When we last left off pioneering Canadian poet Bliss Carman he was audaciously publishing a collection of 100 lyrics by Sappho. If you read that post you find that such a substantial book of Sappho required Carman to largely imagine what the ancient Greek poet wrote, since much of what survives of her poetry are fragments, often but a line or two.
One could shelve that effort next to Ouija board transcriptions, among literary frauds, or within the loose bounds of historical fiction. Still, the “Sappho” poems he published have their attractions. And there’s a greater reason to look at Carman’s work: he was writing these things in the generation between 1890 to 1915 before English language poetic Modernism fully emerged with new models and freedoms for poetry. Some younger poets then suspected that Victorian 19th century poetry was overdue to be superseded. In England, William Morris and the Pre-Raphaelites had done what segments of young poets, musicians, and artists sometimes choose to do: they rejected their current and parent’s generation and looked to older models of their arts for different forms of expression.

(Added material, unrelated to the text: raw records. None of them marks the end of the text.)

impl DteService {
    pub fn new(
        db: Database,
        transmitter: Arc<dyn Transmitter>,
        signer: Arc<dyn DocumentSigner>,
        breakers: BreakerRegistry,
        clock: Arc<dyn Clock>,
    ) -> Self {
        DteService {
            allocator: SequenceAllocator::new(db.clone(), clock.clone()),
            db,
            transmitter,
            signer,
            breakers,
            clock,
            retry: RetryPolicy::default(),
        }
    }

    /// Builds the service with the breaker, allocation and retry settings
    /// of `config`.
    pub fn from_config(
        config: &DteConfig,
        db: Database,
        transmitter: Arc<dyn Transmitter>,
        signer: Arc<dyn DocumentSigner>,
        clock: Arc<dyn Clock>,
    ) -> Self {
        let breakers = BreakerRegistry::new(config.breaker, clock.clone());
        let retry = config.allocation.retry_policy();
        let mut service = DteService::new(db, transmitter, signer, breakers, clock);
        service.allocator = service
            .allocator
            .include_year(config.allocation.include_year)
            .retry_policy(retry);
        service.retry = retry;
        service
    }

    /// Breakers shared with the contingency processor.
    pub fn breakers(&self) -> &BreakerRegistry {
        &self.breakers
    }

    pub fn database(&self) -> &Database {
        &self.db
    }

    // =========================================================================
    // Create
    // =========================================================================

    /// Issues a document for `branch`.
    ///
    /// ## Returns
    /// * `Ok(IssuedDocument)` - Stored; see [`IssueOutcome`]
    /// * `Err(TransmitError::Validation)` - Nothing stored, no number used
    /// * `Err(TransmitError::Document)` - The request carried its own control
    ///   number; nothing stored
    /// * `Err(TransmitError::Database)` - Nothing stored
    pub async fn create(&self, input: &DocumentInput, branch: &Issuer) -> TransmitResult<IssuedDocument> {
        self.create_until(input, branch, None).await
    }

    /// Like [`create`](Self::create), bounded by `deadline`.
    ///
    /// Running out of time before the commit leaves no state behind and
    /// returns `DeadlineExceeded`. Running out while waiting on the authority
    /// sends the stored document to contingency.
    pub async fn create_with_deadline(
        &self,
        input: &DocumentInput,
        branch: &Issuer,
        deadline: Duration,
    ) -> TransmitResult<IssuedDocument> {
        self.create_until(input, branch, Some((Instant::now() + deadline, deadline)))
            .await
    }

    async fn create_until(
        &self,
        input: &DocumentInput,
        branch: &Issuer,
        deadline: Option<(Instant, Duration)>,
    ) -> TransmitResult<IssuedDocument> {
        let mut doc = self.validate(input, branch)?;
        if let Some(number) = doc.control_number() {
            return Err(CoreError::ControlNumberAlreadyAssigned {
                existing: number.to_string(),
            }
            .into());
        }

        let breaker = self.breakers.get(&branch.branch_id).await;
        if !doc.is_contingency() && breaker.state().await == CircuitState::Open {
            debug!(branch_id = %branch.branch_id, "Breaker open, issuing in contingency");
            doc.mark_contingency(
                ContingencyReason::AuthorityUnavailable,
                Some(BREAKER_OPEN_DETAIL.to_string()),
            );
        }

        let mut persisted = match deadline {
            Some((at, budget)) => tokio::time::timeout_at(at, self.persist(doc))
                .await
                .map_err(|_| TransmitError::DeadlineExceeded(budget))??,
            None => self.persist(doc).await?,
        };

        if let Some(contingency_id) = persisted.contingency_id.take() {
            info!(
                control_number = %persisted.control_number,
                contingency_id = %contingency_id,
                "Document issued in contingency"
            );
            return Ok(persisted.issued(IssueOutcome::PendingTransmission { contingency_id }));
        }

        let Some(permit) = breaker.try_acquire().await else {
            return self.divert(persisted, BREAKER_OPEN_DETAIL.to_string()).await;
        };

        let submitted = match deadline {
            Some((at, budget)) => {
                tokio::time::timeout_at(at, self.transmitter.submit(&persisted.signed))
                    .await
                    .unwrap_or(Err(TransmitError::Timeout(budget)))
            }
            None => self.transmitter.submit(&persisted.signed).await,
        };

        match submitted {
            Ok(stamp) => {
                permit.success().await;
                self.db
                    .documents()
                    .update_status(&persisted.stored.id, DocumentStatus::Processed, Some(stamp.as_str()))
                    .await?;
                info!(control_number = %persisted.control_number, %stamp, "Document accepted");
                Ok(persisted.issued(IssueOutcome::Accepted { stamp }))
            }
            Err(TransmitError::Rejected { observation }) => {
                permit.success().await;
                let mut conn = self.db.pool().acquire().await.map_err(DbError::from)?;
                DocumentRepository::update_status_in(
                    &mut conn,
                    &persisted.stored.id,
                    DocumentStatus::Rejected,
                    None,
                    Some(observation.as_str()),
                )
                .await?;
                warn!(control_number = %persisted.control_number, %observation, "Document rejected");
                Ok(persisted.issued(IssueOutcome::Rejected { observation }))
            }
            Err(e) => {
                permit.failure().await;
                self.divert(persisted, e.to_string()).await
            }
        }
    }

    /// Builds and validates a document without storing anything.
    pub fn validate(&self, input: &DocumentInput, branch: &Issuer) -> TransmitResult<Document> {
        let doc = DocumentBuilder::new(input)
            .issuer(branch.clone())
            .generation_code(Uuid::new_v4())
            .emitted_at(self.clock.now())
            .build()?;
        validate_document(&doc)?;
        Ok(doc)
    }

    /// Allocates a control number outside of document creation.
    pub async fn allocate_next(
        &self,
        branch: &Issuer,
        document_type: DocumentType,
    ) -> TransmitResult<ControlNumber> {
        Ok(self.allocator.allocate_next(branch, document_type).await?)
    }

    pub async fn get_by_generation_code(
        &self,
        branch_id: &str,
        generation_code: Uuid,
    ) -> TransmitResult<Option<StoredDocument>> {
        Ok(self
            .db
            .documents()
            .get_by_generation_code(branch_id, generation_code)
            .await?)
    }

    // =========================================================================
    // Persistence
    // =========================================================================

    /// Runs the persist transaction, retrying while the database is busy.
    async fn persist(&self, doc: Document) -> TransmitResult<Persisted> {
        let mut backoff = self.retry.backoff();

        loop {
            match self.persist_once(doc.clone()).await {
                Ok(persisted) => return Ok(persisted),
                Err(TransmitError::Database(e)) if e.is_retryable() => match backoff.next_backoff() {
                    Some(wait) => {
                        debug!(?wait, error = %e, "Issuance busy, retrying");
                        tokio::time::sleep(wait).await;
                    }
                    None => {
                        warn!(error = %e, "Issuance gave up on busy database");
                        return Err(e.into());
                    }
                },
                Err(e) => return Err(e),
            }
        }
    }

    /// Number, sign and store in one transaction. Dropping the future or any
    /// error rolls everything back, including the sequence increment.
    async fn persist_once(&self, mut doc: Document) -> TransmitResult<Persisted> {
        let mut tx = self.db.begin().await?;

        let control_number = self.allocator.next_in_transaction(&mut tx, &doc).await?;
        doc.assign_control_number(control_number.clone())?;

        let signed = self.signer.sign(&doc)?;
        let stored = DocumentRepository::create_in(
            &mut tx,
            &NewDocument::pending(&doc).signed_payload(&signed.payload),
        )
        .await?;

        let contingency_id = if doc.is_contingency() {
            let reason = doc
                .identification
                .contingency_reason
                .unwrap_or(ContingencyReason::Other);
            Some(
                ContingencyRepository::enqueue_in(
                    &mut tx,
                    &doc.issuer.branch_id,
                    reason,
                    doc.identification.contingency_detail.as_deref(),
                    &stored.id,
                )
                .await?,
            )
        } else {
            None
        };

        tx.commit().await.map_err(DbError::from)?;

        Ok(Persisted {
            document: doc,
            control_number,
            signed,
            stored,
            contingency_id,
        })
    }

    /// Moves a stored document to the contingency queue.
    async fn divert(&self, mut persisted: Persisted, error: String) -> TransmitResult<IssuedDocument> {
        persisted
            .document
            .mark_contingency(ContingencyReason::AuthorityUnavailable, Some(error.clone()));
        persisted.signed = self.signer.sign(&persisted.document)?;

        let mut tx = self.db.begin().await?;
        DocumentRepository::move_to_contingency_in(
            &mut tx,
            &persisted.stored.id,
            &persisted.document,
            Some(persisted.signed.payload.as_str()),
            &error,
        )
        .await?;
        let contingency_id = ContingencyRepository::enqueue_in(
            &mut tx,
            &persisted.document.issuer.branch_id,
            ContingencyReason::AuthorityUnavailable,
            Some(error.as_str()),
            &persisted.stored.id,
        )
        .await?;
        tx.commit().await.map_err(DbError::from)?;

        warn!(
            control_number = %persisted.control_number,
            contingency_id = %contingency_id,
            error = %error,
            "Document moved to contingency"
        );
        Ok(persisted.issued(IssueOutcome::PendingTransmission { contingency_id }))
    }
}
#[cfg(test)]
mod tests {
    use super::*;
    use std::collections::HashMap;

    fn valid() -> DteConfig {
        let mut config = DteConfig::default();
        config.issuer.branch_id = "branch-01".into();
        config
    }

    #[test]
    fn test_default_values() {
        let config = DteConfig::default();
        assert_eq!(config.breaker.failure_threshold, 5);
        assert_eq!(config.contingency.batch_size, 100);
        assert!(!config.allocation.include_year);
        // The default issuer has no branch yet
        assert!(config.validate().is_err());
        assert!(valid().validate().is_ok());
    }

    #[test]
    fn test_validation_rejects_zero_values() {
        let mut config = valid();
        config.breaker.failure_threshold = 0;
        assert!(config.validate().is_err());

        let mut config = valid();
        config.contingency.batch_size = 0;
        assert!(config.validate().is_err());

        let mut config = valid();
        config.contingency.batch_size = MAX_BATCH_SIZE + 1;
        assert!(config.validate().is_err());

        let mut config = valid();
        config.contingency.max_attempts = 0;
        assert!(config.validate().is_err());

        let mut config = valid();
        config.contingency.stranded_after_secs = config.upstream.timeout_secs;
        assert!(config.validate().is_err());
    }

    #[test]
    fn test_validation_rejects_non_http_url() {
        let mut config = valid();
        config.upstream.base_url = "ftp://reception.example".into();
        assert!(matches!(config.validate(), Err(TransmitError::InvalidUrl(_))));

        config.upstream.base_url = "not a url".into();
        assert!(matches!(config.validate(), Err(TransmitError::InvalidUrl(_))));

        config.upstream.base_url = "https://reception.example/api/".into();
        assert!(config.validate().is_ok());
    }

    #[test]
    fn test_overrides() {
        let env: HashMap<&str, &str> = [
            ("DTE_BRANCH_ID", "branch-09"),
            ("DTE_UPSTREAM_URL", "https://upstream.example"),
            ("DTE_BREAKER_THRESHOLD", "3"),
            ("DTE_CONTINGENCY_BATCH_SIZE", "not-a-number"),
            ("DTE_INCLUDE_YEAR", "true"),
        ]
        .into_iter()
        .collect();

        let mut config = DteConfig::default();
        config.apply_overrides(|key| env.get(key).map(|v| v.to_string()));

        assert_eq!(config.branch_id(), "branch-09");
        assert_eq!(config.upstream.base_url, "https://upstream.example");
        assert_eq!(config.breaker.failure_threshold, 3);
        assert_eq!(config.contingency.batch_size, MAX_BATCH_SIZE);
        assert!(config.allocation.include_year);
    }

    #[test]
    fn test_endpoint_urls() {
        let mut upstream = UpstreamSettings::default();
        upstream.base_url = "https://reception.example".into();
        assert_eq!(
            upstream.document_url().unwrap().as_str(),
            "https://reception.example/reception/document"
        );
        assert_eq!(
            upstream.batch_url().unwrap().as_str(),
            "https://reception.example/reception/batch"
        );
    }

    #[test]
    fn test_toml_round_trip() {
        let toml_str = r#"
            [issuer]
            nit = "06142803901121"
            nrc = "1234567"
            name = "Comercial Ejemplo"
            branch_id = "branch-01"
            establishment_code = "M001"

            [breaker]
            failure_threshold = 3

            [allocation]
            include_year = true
        "#;
        let config: DteConfig = toml::from_str(toml_str).unwrap();
        assert_eq!(config.issuer.establishment_code.as_deref(), Some("M001"));
        assert_eq!(config.breaker.failure_threshold, 3);
        assert_eq!(config.breaker.reset_timeout_secs, 60);
        assert!(config.allocation.include_year);
        assert!(config.validate().is_ok());

        let saved = toml::to_string_pretty(&config).unwrap();
        assert!(saved.contains("[upstream]"));
    }

    #[test]
    fn test_save_and_load() {
        let dir = tempfile::tempdir().unwrap();
        let path = dir.path().join("nested").join("dte.toml");

        let mut config = valid();
        config.contingency.max_attempts = 4;
        config.save(Some(path.clone())).unwrap();

        let loaded = DteConfig::load(Some(path)).unwrap();
        assert_eq!(loaded.contingency.max_attempts, 4);
    }
}
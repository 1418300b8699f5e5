//! Header checks: currency, control number type, contingency reason.

use super::RuleResult;
use crate::error::{ErrorCode, ValidationError};
use crate::types::{ContingencyReason, Document, TransmissionMode, CURRENCY_USD};

pub(super) fn check(doc: &Document) -> RuleResult {
    let id = &doc.identification;

    if id.currency != CURRENCY_USD {
        return Err(ValidationError::new(ErrorCode::InvalidCurrency).param(&id.currency));
    }

    if let Some(number) = &id.control_number {
        if number.document_type() != Some(id.document_type) {
            return Err(ValidationError::new(ErrorCode::ControlNumberTypeMismatch)
                .param(number)
                .param(id.document_type.code()));
        }
    }

    match (id.transmission_mode, id.contingency_reason) {
        (TransmissionMode::Contingency, None) => {
            Err(ValidationError::new(ErrorCode::MissingContingencyReason))
        }
        (TransmissionMode::Contingency, Some(ContingencyReason::Other))
            if id
                .contingency_detail
                .as_deref()
                .map(|d| d.trim().is_empty())
                .unwrap_or(true) =>
        {
            Err(ValidationError::new(ErrorCode::MissingContingencyReason)
                .param(ContingencyReason::Other.code()))
        }
        (TransmissionMode::Normal, Some(reason)) => {
            Err(ValidationError::new(ErrorCode::UnexpectedContingencyReason).param(reason.code()))
        }
        _ => Ok(()),
    }
}

#[cfg(test)]
mod tests {
    use super::*;
    use crate::control_number::ControlNumber;
    use crate::types::DocumentType;
    use crate::validation::fixtures::document;

    #[test]
    fn test_currency() {
        let mut doc = document(DocumentType::Invoice);
        assert!(check(&doc).is_ok());
        doc.identification.currency = "usd".into();
        assert_eq!(check(&doc).unwrap_err().code, ErrorCode::InvalidCurrency);
    }

    #[test]
    fn test_control_number_type_must_match() {
        let mut doc = document(DocumentType::Invoice);
        doc.identification.control_number =
            Some(ControlNumber::parse("DTE-03-00000000-000000000000001").unwrap());
        assert_eq!(check(&doc).unwrap_err().code, ErrorCode::ControlNumberTypeMismatch);

        doc.identification.control_number =
            Some(ControlNumber::parse("DTE-01-00000000-000000000000001").unwrap());
        assert!(check(&doc).is_ok());
    }

    #[test]
    fn test_contingency_reason() {
        let mut doc = document(DocumentType::Invoice);
        doc.identification.transmission_mode = TransmissionMode::Contingency;
        assert_eq!(check(&doc).unwrap_err().code, ErrorCode::MissingContingencyReason);

        doc.identification.contingency_reason = Some(ContingencyReason::Other);
        assert_eq!(check(&doc).unwrap_err().code, ErrorCode::MissingContingencyReason);

        doc.identification.contingency_detail = Some("Generator failure".into());
        assert!(check(&doc).is_ok());

        doc.identification.transmission_mode = TransmissionMode::Normal;
        assert_eq!(check(&doc).unwrap_err().code, ErrorCode::UnexpectedContingencyReason);
    }
}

Imitating the ancient Greeks in English was one such idea. Carman went further by treating his recreations as translations, but he may have gotten away with it when English translations of Sappho were still a bit thin on the ground. Other early Modernist poets writing in English like H. D. and Edgar Lee Masters produced original works that echoed the tone and methods of Greek lyric poetry.
Those Sappho lyrics weren’t Carman’s breakthrough however. That happened in 1894 when he and American poet Richard Hovey* published Songs of Vagabondia, the first of a series of co-written poetry collections that sought to break the Victorian mold. For a mid-20th century person like me, I sensed a rhyme in the appeal of these books as I read through them. Is it too easy for me to see them as the late 19th century equivalents to On The Road and beatnik bohemia?
How so? Though the Vagabondia poems have variety in subject and tone, they extol carpe diem, wine, women, and song, along with non-itinerary wandering. Sensuality and beauty are self-rewarding. Respectability, career, and money are for others.
This song is fun to sing, so let me share the fun with a simple chord-sheet to encourage you to try it.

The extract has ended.